Underlining the spread of the disease, spokesmen for both Conte and President Sergio Mattarella said they had tested positive for the virus.
Mr Conte’s spokesman, Rocco Casalino, said in a statement he had last seen Conte on Tuesday at which time they had worn masks and maintained social distancing.
The new measures, which take effect on Monday, follow two nights of protests in Naples and Rome against curfews ordered in several regions last week.
Aware of the huge cost of shutting down the economy, the government hopes to avoid the blanket lockdown ordered in the first phase of the crisis.
But it has been forced to ratchet up restrictions steadily as the pandemic has raced ahead.
The decree encourages people not to go out and to limit contacts at home with anyone outside their immediate family, but does not impose a mandatory nationwide curfew and allows shops and most businesses to remain open.
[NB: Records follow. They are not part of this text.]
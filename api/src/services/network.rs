//! Network service - identifiers, node status and static options

use rosetta_core::{BlockStatus, Metadata, OperationType};
use rosetta_network::NodeClient;

use super::block_identifier;
use crate::models::{
    Allow, BlockIdentifier, NetworkOptionsResponse, NetworkStatusResponse, OperationStatus,
    Peer, SyncStatus, Version,
};
use crate::{ApiError, ApiResult};

#[derive(Clone)]
pub struct NetworkService {
    node: NodeClient,
}

impl NetworkService {
    pub fn new(node: NodeClient) -> Self {
        Self { node }
    }

    /// Latest finalized block, genesis and peers. Edge nodes are left out of
    /// the peer list unless `skip_edge_node` is set to false.
    pub async fn status(&self, metadata: Option<&Metadata>) -> ApiResult<NetworkStatusResponse> {
        let status = self
            .node
            .status()
            .await
            .map_err(|e| ApiError::from_rpc(e, ApiError::UnableToGetNodeStatus))?;

        let skip_edge_node = metadata
            .and_then(|m| m.get("skip_edge_node"))
            .and_then(|v| v.as_bool())
            .unwrap_or(true);
        let peers = self
            .node
            .peers(skip_edge_node)
            .await
            .map_err(|e| ApiError::from_rpc(e, ApiError::UnableToGetNodeStatus))?;

        Ok(NetworkStatusResponse {
            current_block_identifier: block_identifier(
                status.latest_finalized_block_height,
                &status.latest_finalized_block_hash,
            ),
            current_block_timestamp: (status.latest_finalized_block_time as i64).saturating_mul(1000),
            genesis_block_identifier: BlockIdentifier {
                index: 0,
                hash: status.genesis_block_hash.to_hex(),
            },
            sync_status: SyncStatus {
                current_index: status.latest_finalized_block_height as i64,
                target_index: status.current_height as i64,
                synced: !status.syncing,
            },
            peers: peers
                .into_iter()
                .map(|peer_id| Peer {
                    peer_id,
                    metadata: None,
                })
                .collect(),
        })
    }
}

pub fn options(rosetta_version: &str) -> NetworkOptionsResponse {
    NetworkOptionsResponse {
        version: Version {
            rosetta_version: rosetta_version.to_string(),
            node_version: env!("CARGO_PKG_VERSION").to_string(),
            middleware_version: None,
        },
        allow: Allow {
            operation_statuses: BlockStatus::ALL
                .iter()
                .map(|s| OperationStatus {
                    status: s.as_str().to_string(),
                    successful: s.is_successful(),
                })
                .collect(),
            operation_types: OperationType::ALL
                .iter()
                .map(|t| t.as_str().to_string())
                .collect(),
            errors: ApiError::catalog(),
            historical_balance_lookup: true,
            call_methods: Vec::new(),
            balance_exemptions: Vec::new(),
            mempool_coins: true,
        },
    }
}

#[cfg(test)]
mod tests {
    use super::*;

    #[test]
    fn test_options_lists_every_status_and_error() {
        let opts = options("1.4.10");
        assert_eq!(opts.version.rosetta_version, "1.4.10");
        assert_eq!(opts.allow.operation_statuses.len(), 8);
        let pending = &opts.allow.operation_statuses[0];
        assert_eq!(pending.status, "pending");
        assert!(!pending.successful);
        assert!(opts.allow.operation_statuses[4].successful);
        assert_eq!(opts.allow.operation_types.len(), OperationType::ALL.len());
        assert_eq!(opts.allow.errors.len(), 39);
        assert!(opts.allow.historical_balance_lookup);
    }
}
However, as well as early closing, bars and restaurants will be subject to a series of controls to limit contagion, while cinemas and theatres as well as trade fairs will be shut.
Italy’s crackdown follows Spain ordering a state of emergency after a rise in cases.
Prime Minister Pedro Sanchez said today he wanted the status in place until May.
There will also be a national curfew on the country which was, like Italy, heavily hit in the first wave of coronavirus earlier this year.
Cases soared to 1,046,132 on Friday, with the death toll nearing 35,000.
The Spanish government is also introducing four tiers of emergency, which will depend on different region’s coronavirus figures.
Mr Sanchez announced the plan for the new restrictions is to reduce the rate of coronavirus in Spain to 25 case per 100,000 people.
The figure at the moment stands at 362 per 100,000.
Spain’s prime minister Pedro Sanchez said: “We are living in an extreme situation…it is the most serious in the last half century.”